■ Goal of the exercise
Copy each line of the entries below that contains the string "Serialize".

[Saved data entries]

========================================================================

// SPDX-License-Identifier: BUSL-1.1
// Copyright (c) 2026 Alfred Jean LLC

//! Content-addressed store path newtype.

use serde::{Deserialize, Serialize};
use std::borrow::Borrow;
use std::fmt;

/// Absolute path of an object in a content-addressed store
/// (e.g. `/nix/store/<hash>-hello-2.12`).
///
/// The dispatcher never interprets the hash part; equality of paths is
/// equality of content.
#[derive(Debug, Clone, PartialEq, Eq, PartialOrd, Ord, Hash, Serialize, Deserialize)]
#[serde(transparent)]
pub struct StorePath(String);

impl StorePath {
    pub fn new(path: impl Into<String>) -> Self {
        Self(path.into())
    }

    pub fn as_str(&self) -> &str {
        &self.0
    }

    /// Final path component (`<hash>-<name>`).
    pub fn base_name(&self) -> &str {
        let trimmed = self.0.trim_end_matches('/');
        trimmed.rsplit('/').next().unwrap_or(trimmed)
    }

    pub fn is_empty(&self) -> bool {
        self.0.is_empty()
    }
}

impl fmt::Display for StorePath {
    fn fmt(&self, f: &mut fmt::Formatter<'_>) -> fmt::Result {
        f.write_str(&self.0)
    }
}

impl From<String> for StorePath {
    fn from(s: String) -> Self {
        Self(s)
    }
}

impl From<&str> for StorePath {
    fn from(s: &str) -> Self {
        Self(s.to_string())
    }
}

impl Borrow<str> for StorePath {
    fn borrow(&self) -> &str {
        &self.0
    }
}

impl PartialEq<str> for StorePath {
    fn eq(&self, other: &str) -> bool {
        self.0 == other
    }
}

impl PartialEq<&str> for StorePath {
    fn eq(&self, other: &&str) -> bool {
        self.0 == *other
    }
}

========================================================================

■ Response
use serde::{Deserialize, Serialize};
#[derive(Debug, Clone, PartialEq, Eq, PartialOrd, Ord, Hash, Serialize, Deserialize)]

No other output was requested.